Friday, October 2, 2009

DEPENDING ON THE KINDNESS OF FRIENDS

cosmic Chagall


In this time of being more or less dependent with Jr, I see friends, acquaintances and others wide open available for any need that comes up. Three times now I've had to get somebody up in the night, ask them for some kind of help, and help is at hand. Last night when I drove up the mountain to get this into the computer, I left the headlights on. I was driving before dark, but coming up Brown Rd in the gravel part it's dark from all the trees with some blind curves and rises. I feel like headlights through there warn people coming the other way. A lot of people from cities believe they're in the boonies and it doesn't matter how little attention they're paying to their driving, because nothing is going to be coming the other way---until it does. I've missed a side mirror on a SUV with the mirror on my truck by a half inch and I was all the way over in the ditch to avoid this guy who was cutting the curve all the way inside.



I'm driving up the mountain with headlights on in the daytime and naturally left them on when I went to the house. I had a bit of a panic about how I was going to get back to Jr's with a dead battery. I called next door neighbor, Allan, at 10pm and he was right there. I had the jump cables. It took right off. This is the kind of thing I find all the time now that I'm working with Jr. It's not that I'm swept away by the ease getting help whenever needed, wherever, which is considerable, but that it works that way. It's not like it's an eagerness to help somebody out in a hard time, but a constant readiness. Everybody I have had to ask for help in one way or another has been right there.



The night after the fire, after 11 I was returning to Jr's in his car. The alternator went out near Stephen Joines's mother's house, which is where I believed Stephen lived. I knocked on the door with all the lights out. Stephen's dad, Hubert, was Jr's first cousin. Turns out it was Stephen's mother's house and she was the one I raised from sleep. I was embarrassed because there wasn't anything I could do but plead for a ride to Jr's house. She never hesitated a second. When I told her at the door what happened, she said she'd be back. She went and put on outdoors clothes and came out to the car to drive me to Jr's. A funny thing I realized was she and my grandmother had the same first name, and it was my grandmother's birthday, which I'd been aware of all that day. That's one of those moments that makes you wonder what's going on.

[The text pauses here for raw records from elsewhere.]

// CLI commands for running submissions against the validation engine
use anyhow::{Context, Result};
use proctor_common::{DriverTemplates, ExecutionSummary, Language, SubmissionRequest, TestCase};
use proctor_engine::{EngineConfig, EngineError, Harness, SandboxClient};
use std::fs;
use uuid::Uuid;

/// Load files, run the harness, print the envelope. Returns the summary's
/// success flag so main can set the exit code.
pub async fn run_submission(
    code_path: &str,
    language: &str,
    tests_path: &str,
    drivers_path: Option<&str>,
    problem_title: Option<String>,
) -> Result<bool> {
    let source_code = fs::read_to_string(code_path)
        .with_context(|| format!("Failed to read candidate source: {}", code_path))?;

    let raw_tests = fs::read_to_string(tests_path)
        .with_context(|| format!("Failed to read test cases: {}", tests_path))?;
    let test_cases: Vec<TestCase> = match serde_json::from_str(&raw_tests) {
        Ok(cases) => cases,
        Err(e) => {
            // Malformed catalog data aborts the whole submission with a
            // top-level error instead of partial results.
            let summary =
                ExecutionSummary::fatal(EngineError::MalformedTestCases(e.to_string()).to_string());
            print_summary(&summary);
            return Ok(false);
        }
    };

    let templates: DriverTemplates = match drivers_path {
        Some(path) => {
            let raw = fs::read_to_string(path)
                .with_context(|| format!("Failed to read driver templates: {}", path))?;
            serde_json::from_str(&raw).context("Failed to parse driver templates")?
        }
        None => DriverTemplates::new(),
    };

    let request = SubmissionRequest {
        id: Uuid::new_v4(),
        language: language.to_string(),
        source_code,
        test_cases,
        templates,
        problem_title,
    };

    println!("→ Validating submission {}", request.id);
    println!("  Language: {}", request.language);
    println!("  Test cases: {}", request.test_cases.len());
    println!();

    let config = EngineConfig::from_env();
    let harness = Harness::new(SandboxClient::new(&config), config);

    let summary = match harness.execute(&request).await {
        Ok(summary) => summary,
        Err(err) => ExecutionSummary::fatal(err.to_string()),
    };

    print_summary(&summary);
    Ok(summary.success)
}

fn print_summary(summary: &ExecutionSummary) {
    if let Some(error) = &summary.error {
        println!("✗ Submission rejected: {}", error);
        return;
    }

    for result in &summary.test_results {
        if result.passed {
            println!("  ✓ Test {} passed", result.index + 1);
        } else if let Some(error) = &result.error {
            println!("  ✗ Test {} failed: {}", result.index + 1, first_line(error));
        } else if let Some(diagnostic) = &result.diagnostic {
            println!("  ✗ Test {} failed: {}", result.index + 1, diagnostic.detail);
        } else {
            println!("  ✗ Test {} failed", result.index + 1);
        }
    }

    println!();
    println!("→ {} / {} tests passed in {}ms", summary.passed_tests, summary.total_tests, summary.duration_ms);
    if summary.success {
        println!("✓ Submission accepted");
    } else {
        println!("✗ Submission failed");
    }
}

fn first_line(text: &str) -> &str {
    text.lines().next().unwrap_or("")
}

pub fn list_languages() {
    println!("Supported languages:");
    for language in Language::all() {
        println!("  {:<12} → {}", language.to_string(), language.source_file());
    }
}
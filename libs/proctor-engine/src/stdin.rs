//! Positional, line-oriented encoding of structured test inputs.
//!
//! Every driver reads this format from stdin: lengths and values on separate
//! lines, sequences space-joined. It is a compatibility layer for the
//! no-driver fallback path, not a general serialization format: problems
//! should supply their own driver code instead of relying on shape
//! inference.

use serde_json::Value;

/// Encode a test-case input into the newline-separated token stream the
/// drivers consume positionally.
///
/// Recognized mapping shapes, checked in order:
/// 1. `{nums, target}`: length, values line, target.
/// 2. `{head}`: length, then values line only when non-empty.
/// 3. `{list1, list2}`: length/values pairs, values lines omitted when empty.
/// 4. Any other mapping: fields in their defined order; sequences as
///    length + optional values line, scalars as literal text.
///
/// Non-mapping inputs encode as their literal text plus a trailing newline.
pub fn encode(input: &Value) -> String {
    let Value::Object(fields) = input else {
        return format!("{}\n", token(input));
    };

    let mut out = String::new();

    if let (Some(Value::Array(nums)), Some(target)) = (fields.get("nums"), fields.get("target")) {
        if !target.is_array() {
            out.push_str(&nums.len().to_string());
            out.push('\n');
            out.push_str(&joined(nums));
            out.push('\n');
            out.push_str(&token(target));
            out.push('\n');
            return out;
        }
    }

    if fields.len() == 1 {
        if let Some(Value::Array(head)) = fields.get("head") {
            push_sequence(&mut out, head);
            return out;
        }
    }

    if let (Some(Value::Array(list1)), Some(Value::Array(list2))) =
        (fields.get("list1"), fields.get("list2"))
    {
        push_sequence(&mut out, list1);
        push_sequence(&mut out, list2);
        return out;
    }

    for (_, value) in fields {
        match value {
            Value::Array(items) => push_sequence(&mut out, items),
            scalar => {
                out.push_str(&token(scalar));
                out.push('\n');
            }
        }
    }
    out
}

/// Length line, then a values line unless the sequence is empty: drivers
/// must tolerate the missing line.
fn push_sequence(out: &mut String, items: &[Value]) {
    out.push_str(&items.len().to_string());
    out.push('\n');
    if !items.is_empty() {
        out.push_str(&joined(items));
        out.push('\n');
    }
}

fn joined(items: &[Value]) -> String {
    items.iter().map(token).collect::<Vec<_>>().join(" ")
}

/// Literal text form of one primitive: strings unquoted, everything else in
/// its JSON rendering.
fn token(value: &Value) -> String {
    match value {
        Value::String(s) => s.clone(),
        other => other.to_string(),
    }
}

The next day Stephen took Jr's car and put a new alternator on it and a new belt. Then he brought it to the house. What struck me, over and over, was the readiness to help someone in real need. It's something that runs through nearly all people, or so it seems. I know there are exceptions, and could name a few, but exceptions prove the rule. I believe it's at least a rule of thumb that a person picked randomly in these mountains would rise to the occasion to help somebody in real need. I don't know if it sets us apart as Americans, or if it's that way all over the world. I tend to think it's not. Like in India people step over the dead lying on sidewalks.



The night the truck self-combusted, I had to wake Mrs. Whitehead from her sleep, and when she found what was happening, she was right there. I've never had to depend on others like this before, but in the occasional case ever how many years or so, though not so frequently as now with Jr. I'm not used to it. I feel like Jr who apologizes to the women from Hospice who come to the house to clean him and shave him for being such a bother to them. He's never been used to anything but self-sufficiency. Now people bring him food and he apologizes for being a bother. He apologizes to me for being a bother. I tell him that's what I'm here for. He understands, and through the understanding he accepts.



Often I think of Tennessee Williams's Blanche DuBois depending on the kindness of strangers. Jr and I are in a time of depending on the kindness of friends. They're all around and all within reach or calling distance. There's not anybody in this county who is from this county that would not jump at a chance to help out Jr Maxwell. Everywhere I go people want to hear about how Jr's doing. They really want to know. It's what' I'm doing, one of Jr's friends with kindness for him. I cannot allow Jr Maxwell to die of despair in a prison for old people. In his own words, he didn't do nothing to go to prison for. I could not stand to see the despair he'd fallen into. I could not allow my friend Jr Maxwell to die of despair if I could do anything to prevent it. I could, I did, and I am the one committed as his 'care-provider,' which I do with joy.



I was told some time ago that "Jr has a checkered past." Like who doesn't? And anyone who doesn't I'm afraid would be too boring, people with hawk's eyes of judgment. Jr judges no one. His humility is real. It has nothing to do with should. He's just figured it out through his life that humility is practical. I found in Jr a man who is a philosopher who lives his philosophy and has no words for it.



His friends now are beginning to show concern for the condition of his soul, wondering how he is with his soul. I assure everyone that Jr Maxwell's soul is ok. Even if it wasn't before, which it was, all the praying I've done on his soul's behalf would have made it so by now. His spiritual beliefs he kept to himself. He's one who lives what he believes. He doesn't ever talk it, because there's nothing to talk about. To him, action means everything, talk means nothing. I see Jr an independent pilgrim on his way who cannot go the way of church dogmas where you're supposed to believe this or that to be a member. He has his own mind. He has his own understanding. And he has lived that understanding.